[Haskell-beginners] Re: question about styles of recursion

Fri Mar 27 08:55:59 EDT 2009

On Thu, Mar 26, 2009 at 03:23:01PM -0700, Michael Mossey wrote:
>
> But back to the gist of my question last night: I am aware that most 
> examples of recursion presented in the books so far do their processing "as 
> the recursion unwinds." In other words:
>
> length :: [a] -> Int
> length [] = 0
> length (x:xs) = 1 + length xs
>
> This function goes deeper and deeper into the recursion before doing any 
> calculation, then does all the sums "on the way back out."

Right, this is equivalent to 

  length = foldr (+) 0

and results in expressions like (1 + (1 + (1 + (1 + ...)))), which
isn't good in this particular case, since none of the additions can be
performed until the very end of the list is reached, and all the sums
are indeed done "on the way back out".  There are some cases, however
(such as when the result is some data structure that can be computed
lazily, like another list) when this is exactly what you want.

> Being an imperative programmer, I keep trying to write loops that 
> accumulate "on the way down", like this:
>
> length' :: Int -> [a] -> Int
> length' s [] = s
> length' s (x:xs) = length' (s+1) xs
>
> length :: [a] -> Int
> length xs = length' 0 xs

And this is equivalent to

  length = foldl (+) 0

and results in expressions like (((((0 + 1) + 1) + 1) + 1) + ... ).
This looks better at first glance, since the sums can start
accumulating as you go.  However, since Haskell is lazy, this
particular version is no better, because the sums won't be evaluated
until the result is needed anyway: instead of accumulating a number,
you end up accumulating a giant thunk (unevaluated expression) which
is only evaluated when its result is finally needed, after the call to
length has already finished!  So as long as you don't call length on
really long lists, you might as well use your first version---if
you're going to blow the stack on long lists anyway, you might as well
do it in a more natural style. =)   But read on...

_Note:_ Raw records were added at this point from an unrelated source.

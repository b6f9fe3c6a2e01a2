use crate::config::DEFAULT_GRID_UNIT;
use crate::error::CanvasError;
use crate::grid::GridPoint;
use crate::hit_test::SimpleNodeGeometry;
use crate::icon::{resolve_icon, Glyph};
use crate::palette::{Category, Template};
use crate::sync::sync_rows;
use slint::{SharedString, VecModel};
use std::fmt;

/// Identity of a placed node.
///
/// Ids come from a per-registry monotonic counter and are never reused, even
/// after the node they named is deleted.
#[derive(Clone, Copy, Debug, PartialEq, Eq, Hash, PartialOrd, Ord)]
pub struct NodeId(u64);

impl NodeId {
    pub fn get(self) -> u64 {
        self.0
    }
}

impl fmt::Display for NodeId {
    fn fmt(&self, f: &mut fmt::Formatter<'_>) -> fmt::Result {
        write!(f, "node-{}", self.0)
    }
}

/// A placed instance of a palette template.
///
/// Only the registry can change a node, and only its position.
#[derive(Clone, Debug, PartialEq)]
pub struct Node {
    id: NodeId,
    category: Category,
    label: SharedString,
    icon_key: SharedString,
    position: GridPoint,
}

impl Node {
    pub fn id(&self) -> NodeId {
        self.id
    }

    pub fn category(&self) -> Category {
        self.category
    }

    pub fn label(&self) -> &SharedString {
        &self.label
    }

    pub fn icon_key(&self) -> &SharedString {
        &self.icon_key
    }

    /// Glyph for the node's icon key, falling back for unknown keys.
    pub fn glyph(&self) -> Glyph {
        resolve_icon(self.icon_key.as_str())
    }

    pub fn position(&self) -> GridPoint {
        self.position
    }

    /// Node rectangle for hit testing, given the rendered node size.
    pub fn geometry(&self, size: (f32, f32)) -> SimpleNodeGeometry {
        SimpleNodeGeometry {
            id: self.id,
            x: self.position.x as f32,
            y: self.position.y as f32,
            width: size.0,
            height: size.1,
        }
    }
}

/// Ordered collection of placed nodes.
///
/// Insertion order is kept and defines the connector chain. Every mutation
/// bumps [`revision`](Self::revision) so derived state knows when to rebuild.
#[derive(Debug)]
pub struct NodeRegistry {
    nodes: Vec<Node>,
    next_id: u64,
    revision: u64,
    grid_unit: i32,
}

impl Default for NodeRegistry {
    fn default() -> Self {
        Self::with_grid_unit(DEFAULT_GRID_UNIT)
    }
}

impl NodeRegistry {
    pub fn new() -> Self {
        Self::default()
    }

    pub fn with_grid_unit(grid_unit: i32) -> Self {
        Self {
            nodes: Vec::new(),
            next_id: 1,
            revision: 0,
            grid_unit,
        }
    }

    pub fn grid_unit(&self) -> i32 {
        self.grid_unit
    }

    /// Append a node built from `template` at `position`.
    pub fn insert(&mut self, template: &Template, position: GridPoint) -> NodeId {
        debug_assert!(position.is_aligned(self.grid_unit), "unaligned position {:?}", position);
        let id = NodeId(self.next_id);
        self.next_id += 1;
        self.nodes.push(Node {
            id,
            category: template.category,
            label: SharedString::from(template.label.as_str()),
            icon_key: SharedString::from(template.icon_key.as_str()),
            position,
        });
        self.revision += 1;
        id
    }

    /// Remove a node, keeping the relative order of the rest.
    pub fn remove(&mut self, id: NodeId) -> Result<Node, CanvasError> {
        let index = self.index_of(id).ok_or(CanvasError::NodeNotFound(id))?;
        let node = self.nodes.remove(index);
        self.revision += 1;
        Ok(node)
    }

    /// Move a node. Returns whether the position actually changed.
    pub fn set_position(&mut self, id: NodeId, position: GridPoint) -> Result<bool, CanvasError> {
        debug_assert!(position.is_aligned(self.grid_unit), "unaligned position {:?}", position);
        let node = self
            .nodes
            .iter_mut()
            .find(|n| n.id == id)
            .ok_or(CanvasError::NodeNotFound(id))?;
        if node.position == position {
            return Ok(false);
        }
        node.position = position;
        self.revision += 1;
        Ok(true)
    }

    pub fn get(&self, id: NodeId) -> Option<&Node> {
        self.nodes.iter().find(|n| n.id == id)
    }

    pub fn contains(&self, id: NodeId) -> bool {
        self.index_of(id).is_some()
    }

    pub fn index_of(&self, id: NodeId) -> Option<usize> {
        self.nodes.iter().position(|n| n.id == id)
    }

    pub fn nodes(&self) -> &[Node] {
        &self.nodes
    }

    pub fn iter(&self) -> std::slice::Iter<'_, Node> {
        self.nodes.iter()
    }

    pub fn len(&self) -> usize {
        self.nodes.len()
    }

    pub fn is_empty(&self) -> bool {
        self.nodes.is_empty()
    }

    /// Changes every time a node is added, removed or moved.
    pub fn revision(&self) -> u64 {
        self.revision
    }

    /// Hit-test rectangles for all nodes, in insertion order.
    pub fn geometries(&self, size: (f32, f32)) -> impl Iterator<Item = SimpleNodeGeometry> + '_ {
        self.nodes.iter().map(move |n| n.geometry(size))
    }

    /// Sync the nodes to a Slint `VecModel`, building each row with `constructor`.
    pub fn sync_to_model<P, F>(&self, model: &VecModel<P>, constructor: F)
    where
        P: Clone + 'static,
        F: Fn(&Node) -> P,
    {
        sync_rows(model, self.nodes.iter().map(constructor));
    }
}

What we'd like is some way to force the accumulator to be evaluated as
we recurse down the list---and this is exactly what the foldl'
function (from Data.List) does, by introducing a bit of strictness.
So the best way to write length is actually

  length = foldl' (+) 0.

Whenever you see this 'accumulator' pattern over lists---some
recursive function which recurses over a list while accumulating some
small summary value---think foldl'.

> I suppose both forms are valid, but the first form seems to be most natural 
> in most situations I've encountered in the exercises. 

The first is indeed more natural.  Generally speaking, if you find
yourself using accumulating parameters, there's probably a simpler way
to do it, or some library function that already does exactly what you
want to do.  But it takes experience to learn and recognize such
situations.

-Brent